Parquet Courts teased their sixth album Sympathy for Life by releasing the 10-minute “Plant Life” on vinyl only. That kind of marketing decision isn’t so unusual on its face; even in the ’90s, during the vinyl format’s nadir, plenty of bands still released 7-inches. But the implications are somewhat different in an age where instant streaming is the norm. For a few months at least, you couldn’t hear this song anywhere but on a 12-inch record, one you presumably would yield a greater degree of your attention to without allowing it to drift into the background and fade into being audio wallpaper.

This isn’t out of character for Parquet Courts, a band with zero social media presence and who up until last year didn’t even have a Bandcamp page. It’s not so much luddism as a healthy level of distance from the toxicity of digital connection—vocalist/guitarist Andrew Savage has said that he doesn’t own a smartphone, and “Content Nausea,” all the way back in 2014, articulated his cynicism about onscreen living: “But still no-one came or left they just stayed/But they weren’t there in the first place/Overpopulated by nothing, crowded by a sparseness/Guided by darkness, too much, not enough.” But the group’s songs—documents of post-breakup depression and the absurdity of capitalist society—deal in a kind of vulnerability and honesty that inspirational quotes and leg day selfies never could. “Plant Life,” in a sense, is much the same, a disco-krautrock groover inspired by Austin Brown’s own experience falling in love again with music through dancefloor liberation. Not a phone in sight, just people living in the moment.

Sympathy for Life is by and large an album-length extension of that very idea, an album of intoxicating funk and disco numbers that finds Parquet Courts aiming their anxious, jittery post-punk directly to the hips and loins. The band’s mined this ground before, most notably on the title track of 2018’s Wide Awake!, but where that agitated, exclamatory disco-punk track employed the group’s guitar-scratch in the context of woodblock and cowbell, the tracks on Sympathy For Life are less prickly or raw. The grooves here are deeper and smoother, suffused with hedonic Hacienda pulses and Screamadelica glory. The wah-wah funk bassline of “Marathon of Anger” is exquisitely sleek, and “Trullo,” all minimalist low-end pulse, thumps rather than scrapes or squeals.
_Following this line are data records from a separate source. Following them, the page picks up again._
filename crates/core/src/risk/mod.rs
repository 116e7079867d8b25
//! Risk aggregation - leverage, exposure, utilization and liquidation distance.
//!
//! `analyze` is a pure function of the position store: the same state always
//! yields the same `AnalysisResult`, with no side effects.

mod risk_calculator;
mod risk_model;

pub use risk_calculator::*;
pub use risk_model::*;

#[cfg(test)]
mod risk_calculator_tests;
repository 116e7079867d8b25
//! SQLite storage implementation for goals.

mod model;
mod repository;

pub use model::GoalDB;
pub use repository::GoalRepository;
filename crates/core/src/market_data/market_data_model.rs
//! Market data domain models.

use serde::{Deserialize, Serialize};
use std::fmt;

/// Which feed a symbol is priced from.
#[derive(Debug, Clone, Copy, PartialEq, Eq, Hash, PartialOrd, Ord, Serialize, Deserialize)]
#[serde(rename_all = "camelCase")]
pub enum AssetClass {
    LocalEquity,
    ForeignEquity,
    Crypto,
}

/// The two cross rates the portfolio is converted with.
#[derive(Debug, Clone, Copy, PartialEq, Eq, Hash, Serialize, Deserialize)]
#[serde(rename_all = "camelCase")]
pub enum RatePair {
    /// Foreign currency to local currency
    ForeignToLocal,
    /// Stablecoin to local currency
    StablecoinToLocal,
}

impl fmt::Display for RatePair {
    fn fmt(&self, f: &mut fmt::Formatter<'_>) -> fmt::Result {
        match self {
            RatePair::ForeignToLocal => f.write_str("foreignToLocal"),
            RatePair::StablecoinToLocal => f.write_str("stablecoinToLocal"),
        }
    }
}

#[derive(Debug, Clone, PartialEq, Serialize, Deserialize)]
#[serde(rename_all = "camelCase")]
pub struct RefreshFailure {
    pub symbol: String,
    pub reason: String,
}

/// Outcome of a refresh. Symbols in `unchanged` and `failed` kept their
/// previous value.
#[derive(Debug, Clone, Default, PartialEq, Serialize, Deserialize)]
#[serde(rename_all = "camelCase")]
pub struct PriceRefreshReport {
    pub updated: Vec<String>,
    pub unchanged: Vec<String>,
    pub failed: Vec<RefreshFailure>,
    /// Position store version after the refresh
    pub state_version: u64,
}

impl PriceRefreshReport {
    /// True when any value is stale because its lookup failed.
    pub fn has_failures(&self) -> bool {
        !self.failed.is_empty()
    }
}
//! Storage-specific error types for SQLite operations.
//!
//! This module provides error types that wrap Diesel-specific errors and convert
//! them to the database-agnostic error types defined in `marginwatch_core`.

use diesel::result::Error as DieselError;
use marginwatch_core::errors::{DatabaseError, Error};
use thiserror::Error;

/// Storage-specific errors that wrap Diesel and r2d2 types.
///
/// These errors are internal to the storage layer and are converted to
/// `marginwatch_core::Error` before being returned to callers.
#[derive(Error, Debug)]
pub enum StorageError {
    #[error("Database connection failed: {0}")]
    ConnectionFailed(#[from] diesel::ConnectionError),

    #[error("Connection pool error: {0}")]
    PoolError(#[from] r2d2::Error),

    #[error("Query execution failed: {0}")]
    QueryFailed(#[from] DieselError),

    #[error("Migration failed: {0}")]
    MigrationFailed(String),

    #[error("Serialization error: {0}")]
    SerializationError(#[from] serde_json::Error),

    #[error("Writer actor unavailable: {0}")]
    WriterUnavailable(String),

    /// A core error raised inside a write job, passed through unchanged.
    #[error(transparent)]
    Core(Error),
}

/// Convert core Error to StorageError (for the write actor transaction wrapper)
impl From<Error> for StorageError {
    fn from(err: Error) -> Self {
        StorageError::Core(err)
    }
}

impl From<StorageError> for Error {
    fn from(err: StorageError) -> Self {
        match err {
            StorageError::ConnectionFailed(e) => {
                Error::Database(DatabaseError::ConnectionFailed(e.to_string()))
            }
            StorageError::PoolError(e) => {
                Error::Database(DatabaseError::PoolCreationFailed(e.to_string()))
            }
            StorageError::QueryFailed(DieselError::NotFound) => {
                Error::Database(DatabaseError::NotFound("Record not found".to_string()))
            }
            StorageError::QueryFailed(DieselError::DatabaseError(
                diesel::result::DatabaseErrorKind::UniqueViolation,
                info,
            )) => Error::Database(DatabaseError::UniqueViolation(info.message().to_string())),
            StorageError::QueryFailed(e) => {
                Error::Database(DatabaseError::QueryFailed(e.to_string()))
            }
            StorageError::MigrationFailed(e) => Error::Database(DatabaseError::MigrationFailed(e)),
            StorageError::SerializationError(e) => {
                Error::Database(DatabaseError::Internal(e.to_string()))
            }
            StorageError::WriterUnavailable(e) => {
                Error::Database(DatabaseError::TransactionFailed(e))
            }
            StorageError::Core(e) => e,
        }
    }
}

/// Extension trait for converting Diesel and r2d2 Results to core Results.
///
/// Orphan rules prevent `From<DieselError> for Error`, so the conversion
/// goes through `StorageError`.
pub trait IntoCore<T> {
    fn into_core(self) -> marginwatch_core::Result<T>;
}

impl<T> IntoCore<T> for std::result::Result<T, DieselError> {
    fn into_core(self) -> marginwatch_core::Result<T> {
        self.map_err(|e| StorageError::from(e).into())
    }
}

impl<T> IntoCore<T> for std::result::Result<T, r2d2::Error> {
    fn into_core(self) -> marginwatch_core::Result<T> {
        self.map_err(|e| StorageError::from(e).into())
    }
}
use chrono::{DateTime, NaiveDate, TimeZone, Utc};
use chrono_tz::Tz;

/// Default market timezone. Capture windows and calendar dates are judged
/// in this zone, not in UTC.
pub const DEFAULT_MARKET_TZ: Tz = chrono_tz::Asia::Taipei;

/// Wall-clock source, injectable so capture policy can be tested.
pub trait Clock: Send + Sync {
    fn now(&self) -> DateTime<Tz>;

    fn today(&self) -> NaiveDate {
        self.now().date_naive()
    }
}

/// Converts a UTC instant to the market-local time.
///
/// This is the single source of truth for deriving a "business date" from
/// a timestamp.
pub fn market_time_from_utc(instant: DateTime<Utc>, tz: Tz) -> DateTime<Tz> {
    instant.with_timezone(&tz)
}

/// The real clock, reporting time in a fixed market timezone.
#[derive(Debug, Clone, Copy)]
pub struct SystemClock {
    tz: Tz,
}

impl SystemClock {
    pub fn new(tz: Tz) -> Self {
        Self { tz }
    }
}

impl Default for SystemClock {
    fn default() -> Self {
        Self::new(DEFAULT_MARKET_TZ)
    }
}

impl Clock for SystemClock {
    fn now(&self) -> DateTime<Tz> {
        market_time_from_utc(Utc::now(), self.tz)
    }
}

/// A clock frozen at one instant.
#[derive(Debug, Clone, Copy)]
pub struct FixedClock(pub DateTime<Tz>);

impl FixedClock {
    /// Builds a clock at the given market-local wall time.
    /// Returns None for wall times that do not exist in the zone.
    pub fn at(tz: Tz, year: i32, month: u32, day: u32, hour: u32, min: u32, sec: u32) -> Option<Self> {
        tz.with_ymd_and_hms(year, month, day, hour, min, sec)
            .single()
            .map(FixedClock)
    }
}

impl Clock for FixedClock {
    fn now(&self) -> DateTime<Tz> {
        self.0
    }
}

/// Parses an IANA timezone name, falling back to the default market zone.
pub fn parse_market_tz(name: &str) -> Tz {
    name.parse::<Tz>().unwrap_or_else(|_| {
        log::warn!(
            "Unknown timezone '{}', falling back to {}",
            name,
            DEFAULT_MARKET_TZ
        );
        DEFAULT_MARKET_TZ
    })
}
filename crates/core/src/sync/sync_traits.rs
use async_trait::async_trait;
use serde_json::Value;

use super::sync_model::{SyncCategory, SyncError, SyncReport};
use crate::errors::Result;

/// A remote store of user data, one JSON document per category.
/// Last write wins; there is no conflict resolution.
#[async_trait]
pub trait RemoteSyncTrait: Send + Sync {
    async fn push(&self, category: SyncCategory, payload: Value) -> std::result::Result<(), SyncError>;

    /// `Ok(None)` when nothing has been pushed for `category` yet.
    async fn pull(&self, category: SyncCategory) -> std::result::Result<Option<Value>, SyncError>;
}

#[async_trait]
pub trait SyncServiceTrait: Send + Sync {
    async fn push_all(&self) -> Result<SyncReport>;
    async fn pull_all(&self) -> Result<SyncReport>;
}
What Sympathy for Life brings about in terms of sonic maturation, a purely joyful musical experience as fun as anything the band’s ever done, it still heavily traffics in the kinds of angst and frustration that Parquet Courts have articulated so well throughout the past decade. “Walking at a Downtown Pace” opens the record amid peak social distancing—Savage planning the meals he wants to eat at his favorite restaurants, treasuring “the crowds that once made me act so annoyed/Sometimes I wonder how long ’til I’m a face in one?” But the dancefloor beat beneath the pent-up someday hopefulness, suggests celebration rather than mourning. But however much the group yearns for those moments of revelry, there’s still ache and uncertainty on Sympathy for Life, as when Savage confesses “I’m tryin’ to forget about someone I love” on “Black Widow Spider” or realizes “Then suddenly, I am alone, in the truest sense of the word” on “Just Shadows.”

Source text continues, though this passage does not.